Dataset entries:
____________
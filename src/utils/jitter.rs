//! Simple jitter utility for retry mechanisms
//!
//! Provides lightweight jitter generation using system time instead of external random crates.

use std::time::{SystemTime, UNIX_EPOCH};

/// Generate jitter using the clock's sub-second nanoseconds as pseudo-randomness
///
/// Returns a value between 0 and `max_jitter_ms` (inclusive).
///
/// ```
/// use iptv_viewer::utils::jitter::generate_jitter_ms;
///
/// let jitter = generate_jitter_ms(100);
/// assert!(jitter <= 100);
/// ```
pub fn generate_jitter_ms(max_jitter_ms: u64) -> u64 {
    if max_jitter_ms == 0 {
        return 0;
    }

    // A clock before the epoch only loses randomness, not correctness
    let nanos = SystemTime::now()
        .duration_since(UNIX_EPOCH)
        .map(|elapsed| elapsed.subsec_nanos())
        .unwrap_or_default();

    u64::from(nanos) % (max_jitter_ms + 1)
}

/// Generate jitter as a percentage of a base value
///
/// ```
/// use iptv_viewer::utils::jitter::generate_jitter_percent;
///
/// let jitter = generate_jitter_percent(1000, 25); // 0-250ms
/// assert!(jitter <= 250);
/// ```
pub fn generate_jitter_percent(base_value: u64, jitter_percent: u8) -> u64 {
    if jitter_percent == 0 || base_value == 0 {
        return 0;
    }

    let max_jitter = base_value.saturating_mul(u64::from(jitter_percent)) / 100;
    generate_jitter_ms(max_jitter)
}
use anyhow::Result;
use bytes::Bytes;
#[cfg(feature = "compression-gzip")]
use anyhow::Context;
#[cfg(feature = "compression-gzip")]
use std::io::Read;

/// Compression formats recognised by magic bytes
#[derive(Debug, Clone, Copy, PartialEq, Eq)]
pub enum CompressionFormat {
    Gzip,
    Uncompressed,
}

/// Magic byte detection and decompression for fetched playlists
///
/// Some playlist hosts serve `.m3u.gz` files without a `Content-Encoding`
/// header, so detection looks at the body rather than the response headers.
pub struct DecompressionService;

impl DecompressionService {
    /// Detect compression format using magic bytes
    pub fn detect_compression_format(data: &[u8]) -> CompressionFormat {
        match infer::get(data) {
            Some(kind) if kind.mime_type() == "application/gzip" => CompressionFormat::Gzip,
            _ => CompressionFormat::Uncompressed,
        }
    }

    /// Decompress data based on detected format
    pub fn decompress(data: Bytes) -> Result<Vec<u8>> {
        match Self::detect_compression_format(&data) {
            CompressionFormat::Gzip => Self::decompress_gzip(data),
            CompressionFormat::Uncompressed => Ok(data.to_vec()),
        }
    }

    #[cfg(feature = "compression-gzip")]
    fn decompress_gzip(data: Bytes) -> Result<Vec<u8>> {
        let mut decoder = flate2::read::GzDecoder::new(data.as_ref());
        let mut decompressed = Vec::new();
        decoder
            .read_to_end(&mut decompressed)
            .context("Failed to decompress gzip data")?;
        Ok(decompressed)
    }

    #[cfg(not(feature = "compression-gzip"))]
    fn decompress_gzip(_data: Bytes) -> Result<Vec<u8>> {
        anyhow::bail!("gzip support not compiled in (enable the compression-gzip feature)")
    }
}
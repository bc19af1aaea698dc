//! Tokenizer for `key="value"` attributes on `#EXTINF` directive lines

use std::collections::HashMap;

/// Parse `key="value"` pairs from the attribute part of a directive line
///
/// Unquoted `key=value` pairs end at the next whitespace. Bare words (such as
/// the `-1` duration), empty values and unterminated quotes produce nothing.
/// When a key repeats, the first occurrence wins.
pub fn parse_attributes(input: &str) -> HashMap<String, String> {
    let mut attributes = HashMap::new();
    let mut chars = input.chars().peekable();
    let mut current_key = String::new();

    while let Some(ch) = chars.next() {
        match ch {
            c if c.is_whitespace() => current_key.clear(),
            '=' => {
                let mut value = String::new();
                let complete = if chars.peek() == Some(&'"') {
                    chars.next(); // opening quote
                    let mut closed = false;
                    for c in chars.by_ref() {
                        if c == '"' {
                            closed = true;
                            break;
                        }
                        value.push(c);
                    }
                    closed
                } else {
                    while let Some(&c) = chars.peek() {
                        if c.is_whitespace() {
                            break;
                        }
                        value.push(c);
                        chars.next();
                    }
                    true
                };

                if complete && !current_key.is_empty() && !value.is_empty() {
                    attributes
                        .entry(std::mem::take(&mut current_key))
                        .or_insert(value);
                }
                current_key.clear();
            }
            _ => current_key.push(ch),
        }
    }

    attributes
}

/// Byte offset of the comma introducing the title
///
/// This is the last comma outside a double-quoted attribute value, so commas
/// inside values such as `group-title="Movies, Series"` are skipped.
pub fn title_separator(directive: &str) -> Option<usize> {
    let mut in_quotes = false;
    let mut separator = None;
    for (index, ch) in directive.char_indices() {
        match ch {
            '"' => in_quotes = !in_quotes,
            ',' if !in_quotes => separator = Some(index),
            _ => {}
        }
    }
    separator
}
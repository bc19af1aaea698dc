pub mod app;
pub mod cache;
pub mod catalog;
pub mod config;
pub mod errors;
pub mod models;
pub mod playback;
pub mod sources;
pub mod status;
pub mod storage;
pub mod utils;
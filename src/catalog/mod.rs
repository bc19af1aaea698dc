//! In-memory channel catalog
//!
//! Holds every channel loaded so far together with the category filter
//! state, and derives the filtered, name-ordered view shown to the user.

use std::cmp::Ordering;
use std::collections::{BTreeMap, BTreeSet};
use tracing::debug;

use crate::models::{Channel, GENERAL_CATEGORY};

/// Separator between multiple labels in one `group-title`
pub const CATEGORY_SEPARATOR: char = ';';

/// Reduce a raw category to the label used for grouping
///
/// In main-category-only mode `action;adventure` becomes `action`.
pub fn normalize_category(category: &str, main_category_only: bool) -> String {
    if main_category_only {
        category
            .split(CATEGORY_SEPARATOR)
            .next()
            .unwrap_or_default()
            .trim()
            .to_string()
    } else {
        category.trim().to_string()
    }
}

/// Case-insensitive name ordering with a case-sensitive tiebreak
pub fn compare_names(a: &str, b: &str) -> Ordering {
    a.to_lowercase()
        .cmp(&b.to_lowercase())
        .then_with(|| a.cmp(b))
}

#[derive(Debug, Clone, Default)]
pub struct ChannelCatalog {
    channels: Vec<Channel>,
    /// Category -> whether it is currently shown
    category_filters: BTreeMap<String, bool>,
    main_category_only: bool,
}

impl ChannelCatalog {
    pub fn new(main_category_only: bool) -> Self {
        Self {
            channels: Vec::new(),
            category_filters: BTreeMap::new(),
            main_category_only,
        }
    }

    /// Append channels and switch on any category seen for the first time
    pub fn add_channels(&mut self, channels: Vec<Channel>) {
        debug!("Adding {} channels to catalog", channels.len());
        self.channels.extend(channels);

        for category in self.categories() {
            self.category_filters.entry(category).or_insert(true);
        }
    }

    pub fn len(&self) -> usize {
        self.channels.len()
    }

    pub fn is_empty(&self) -> bool {
        self.channels.is_empty()
    }

    pub fn clear(&mut self) {
        self.channels.clear();
        self.category_filters.clear();
    }

    /// Grouping label of a channel, with absent categories mapped to `general`
    pub fn channel_category(&self, channel: &Channel) -> String {
        normalize_category(channel.category_or_general(), self.main_category_only)
    }

    /// Distinct grouping labels across all channels, sorted
    pub fn categories(&self) -> Vec<String> {
        self.channels
            .iter()
            .map(|channel| self.channel_category(channel))
            .collect::<BTreeSet<_>>()
            .into_iter()
            .collect()
    }

    /// Categories currently switched on, sorted
    pub fn active_categories(&self) -> Vec<String> {
        self.category_filters
            .iter()
            .filter(|(_, active)| **active)
            .map(|(category, _)| category.clone())
            .collect()
    }

    pub fn is_category_active(&self, category: &str) -> bool {
        self.category_filters.get(category).copied().unwrap_or(false)
    }

    /// Flip one category; unknown categories start from "off"
    pub fn toggle_category(&mut self, category: &str) {
        let active = self
            .category_filters
            .entry(category.to_string())
            .or_insert(false);
        *active = !*active;
    }

    /// Switch every known category on or off
    pub fn set_all_categories(&mut self, state: bool) {
        for active in self.category_filters.values_mut() {
            *active = state;
        }
    }

    /// Number of channels grouped under `category`
    pub fn category_channel_count(&self, category: &str) -> usize {
        self.channels
            .iter()
            .filter(|channel| self.channel_category(channel) == category)
            .count()
    }

    /// Channels passing the category set and free-text query, ordered by name
    ///
    /// An empty category set disables category filtering. The query is
    /// matched case-insensitively against name, raw category and country.
    pub fn filtered_channels<S: AsRef<str>>(
        &self,
        query: &str,
        active_categories: &[S],
    ) -> Vec<&Channel> {
        let query = query.trim().to_lowercase();
        // Stored categories are lower-cased, so user-supplied names are too
        let active_categories: Vec<String> = active_categories
            .iter()
            .map(|active| active.as_ref().trim().to_lowercase())
            .filter(|active| !active.is_empty())
            .collect();

        let mut filtered: Vec<&Channel> = self
            .channels
            .iter()
            .filter(|channel| {
                active_categories.is_empty() || {
                    let category = self.channel_category(channel);
                    active_categories.contains(&category)
                }
            })
            .filter(|channel| query.is_empty() || matches_query(channel, &query))
            .collect();

        // Stable: equal names keep insertion order
        filtered.sort_by(|a, b| compare_names(&a.name, &b.name));
        filtered
    }

    /// Filtered view using the catalog's own category filter state
    pub fn visible_channels(&self, query: &str) -> Vec<&Channel> {
        self.filtered_channels(query, &self.active_categories())
    }
}

fn matches_query(channel: &Channel, query: &str) -> bool {
    let contains = |field: Option<&str>| field.is_some_and(|value| value.to_lowercase().contains(query));

    contains(Some(channel.name.as_str()))
        || contains(channel.category.as_deref())
        || contains(channel.country.as_deref())
}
____________
_Required action_. Would you print exactly, and only, the lines of the data above from the line with "pub fn set_all_categories(&mut" through the line with "let category = self.channel_category(channel);", inclusive?

_Solution to this problem_.
    pub fn set_all_categories(&mut self, state: bool) {
        for active in self.category_filters.values_mut() {
            *active = state;
        }
    }

    /// Number of channels grouped under `category`
    pub fn category_channel_count(&self, category: &str) -> usize {
        self.channels
            .iter()
            .filter(|channel| self.channel_category(channel) == category)
            .count()
    }

    /// Channels passing the category set and free-text query, ordered by name
    ///
    /// An empty category set disables category filtering. The query is
    /// matched case-insensitively against name, raw category and country.
    pub fn filtered_channels<S: AsRef<str>>(
        &self,
        query: &str,
        active_categories: &[S],
    ) -> Vec<&Channel> {
        let query = query.trim().to_lowercase();
        // Stored categories are lower-cased, so user-supplied names are too
        let active_categories: Vec<String> = active_categories
            .iter()
            .map(|active| active.as_ref().trim().to_lowercase())
            .filter(|active| !active.is_empty())
            .collect();

        let mut filtered: Vec<&Channel> = self
            .channels
            .iter()
            .filter(|channel| {
                active_categories.is_empty() || {
                    let category = self.channel_category(channel);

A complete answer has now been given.